Don Jerónimo Merino hizo de tripas corazón y se calló al verse cogido en el lazo.
Aparejaron un carricoche.
—Don Jerónimo, a montar —dijo Aviraneta al cura.
El cura Merino, bramando de coraje, salió del cuarto, bajó la escalera, cruzó el zaguán de la posada y subió al vehículo.
La escolta, mandada por un sargento, rodeó al coche, que tomó el camino de Lerma.
Merino fue puesto en libertad por las autoridades superiores.
Durante el invierno, Aviraneta siguió su vida habitual, trabajando mucho en sus tres cargos en Aranda.
El cura Merino volvió poco después a salir al campo con sus realistas.
El jefe político de Burgos, don Joaquín Escario, conferenció un día con Aviraneta para comenzar la nueva campaña que había que emprender contra el cura Merino. Las fuerzas dispuestas eran ya considerables: dos batallones de infantería y dos escuadrones de caballería. El jefe político no podía entregar el mando a Aviraneta; así que tendría que ir como delegado del Gobierno con los comandantes Osorio y Suero.
Vaciló Aviraneta en aceptar cargo tan subalterno; pero al asegurarle el jefe político que el Gobierno había despachado una orden al Empecinado para que tomase el mando de las tropas de la provincia, aceptó.
Se decidió formar una compañía volante, dirigida por él, que haría el servicio de información.
A la medianoche del 29 al 30 de abril salía la columna del Empecinado para Covarrubias, precedida de la patrulla exploradora de Aviraneta.
No consiguieron que el cura cayera en ninguna trampa. Conocía el terreno como nadie y contaba con el paisanaje.

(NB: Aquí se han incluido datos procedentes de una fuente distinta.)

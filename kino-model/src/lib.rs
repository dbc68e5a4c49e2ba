//! Core data model definitions shared across Kino crates.
#![allow(missing_docs)]

pub mod film;
pub mod ids;
pub mod images;
pub mod interaction;
pub mod sort;

// Intentionally curated re-exports for downstream consumers.
pub use film::{Credit, Film, Genre};
pub use ids::FilmId;
pub use images::{ImageBase, ImageSize};
pub use interaction::Decision;
pub use sort::SortKey;
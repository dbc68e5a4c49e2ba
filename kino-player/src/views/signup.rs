use iced::widget::{Space, button, column, container, row, text, text_input};
use iced::{Element, Length};

use crate::messages::{Message, auth};
use crate::state::SignUpForm;
use crate::theme;

pub fn view(form: &SignUpForm) -> Element<'_, Message> {
    let mut content = column![
        text("Sign Up!").size(34).color(theme::TEXT_BRIGHT),
        Space::with_height(4),
        text("Create an account to find your perfect movie match")
            .size(13)
            .color(theme::TEXT_DIMMED),
        Space::with_height(24),
    ]
    .align_x(iced::Alignment::Center)
    .max_width(360);

    content = content.push(field(
        "Email address",
        text_input("", &form.email)
            .on_input(|v| Message::Auth(auth::Message::EmailChanged(v)))
            .padding(8)
            .style(theme::underline_input),
    ));
    content = content.push(Space::with_height(14));
    content = content.push(field(
        "Username",
        text_input("", &form.name)
            .on_input(|v| Message::Auth(auth::Message::NameChanged(v)))
            .padding(8)
            .style(theme::underline_input),
    ));
    content = content.push(Space::with_height(14));
    content = content.push(field(
        "Password",
        text_input("", &form.password)
            .secure(!form.show_password)
            .on_input(|v| Message::Auth(auth::Message::PasswordChanged(v)))
            .on_submit(Message::Auth(auth::Message::SubmitRegister))
            .padding(8)
            .style(theme::underline_input),
    ));

    if let Some(error) = &form.error {
        content = content.push(Space::with_height(10));
        content = content.push(text(error.as_str()).size(13).color(theme::DANGER));
    }

    content = content.push(Space::with_height(24));
    content = content.push(
        button(
            text(if form.submitting { "Creating..." } else { "Create" })
                .size(16)
                .width(Length::Fill)
                .align_x(iced::alignment::Horizontal::Center),
        )
        .width(Length::Fill)
        .padding(12)
        .on_press_maybe((!form.submitting).then_some(Message::Auth(auth::Message::SubmitRegister)))
        .style(theme::pill_button),
    );

    content = content.push(Space::with_height(16));
    content = content.push(
        row![
            text("Already have an account?").size(13).color(theme::TEXT_DIMMED),
            button(text("Log in").size(13))
                .on_press(Message::Auth(auth::Message::GoToLogin))
                .style(theme::ghost_button),
        ]
        .spacing(4)
        .align_y(iced::Alignment::Center),
    );

    container(content)
        .width(Length::Fill)
        .height(Length::Fill)
        .align_x(iced::alignment::Horizontal::Center)
        .align_y(iced::alignment::Vertical::Center)
        .style(theme::screen)
        .into()
}

fn field<'a>(label: &'a str, input: text_input::TextInput<'a, Message>) -> Element<'a, Message> {
    column![
        text(label).size(13).color(theme::TEXT_DIMMED),
        Space::with_height(2),
        input,
    ]
    .width(Length::Fill)
    .into()
}
use std::io::Write;

use anyhow::Result;
use chain_sol::{parse_sol, Sol};
use wallet_core::{ChainClient, KeyStore, Wallet};

pub fn run<C: ChainClient>(
    to: &str,
    amount: &str,
    store: &KeyStore,
    client: C,
    out: &mut impl Write,
) -> Result<()> {
    let lamports = parse_sol(amount)?;
    let to = to.trim();
    writeln!(out, "Transferring {} to {to}", Sol(lamports))?;

    let wallet = Wallet::load(store, client)?;
    let tx_id = wallet.transfer(to, lamports)?;

    writeln!(out, "Transaction complete")?;
    writeln!(out, "Transaction hash: {tx_id}")?;
    Ok(())
}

Tras de esta campaña contra Merino, Aviraneta dejó el ejército y volvió a Aranda de Duero, a seguir en sus cargos de regidor, subteniente y comisionado del Crédito Público. Era la primavera de 1821.
Unos días después tomaba Aviraneta la diligencia para Madrid.
Muchas veces decidió ocuparse únicamente de sus asuntos personales. Pensaba así responder al olvido en que le tenía la gente de Madrid.
Había trabajado tanto como el que más por el triunfo de la Constitución y de la libertad; expuesto su vida, empleado parte de su dinero, acudido siempre al primer llamamiento, y, a pesar de esto, nadie se acordaba de su persona.[4]
Aviraneta encontraba la hostilidad siempre en todas partes; sus trabajos, sus esfuerzos, su desinterés no se apreciaban, no tenían valor. Las recompensas saltaban al llegar a él. Se hubiera creído que alguien tenía la constante intención de anularle, de achicarle.
Aviraneta quiso durante algún tiempo tomar el pulso a Madrid y ver si de la baraúnda de opiniones de unos y de otros se sacaba algo en limpio. Pronto pudo ver que no se sacaba nada.
La revolución española era como un carro pesado tirado por mariposas: no podía avanzar.
A principios de 1822, el país marchaba muy mal; la guerra civil reinaba en todas partes. En Cataluña, Navarra y Castilla se levantaban partidas.
Merino no salía de su escondrijo, pero se movían sus secuaces.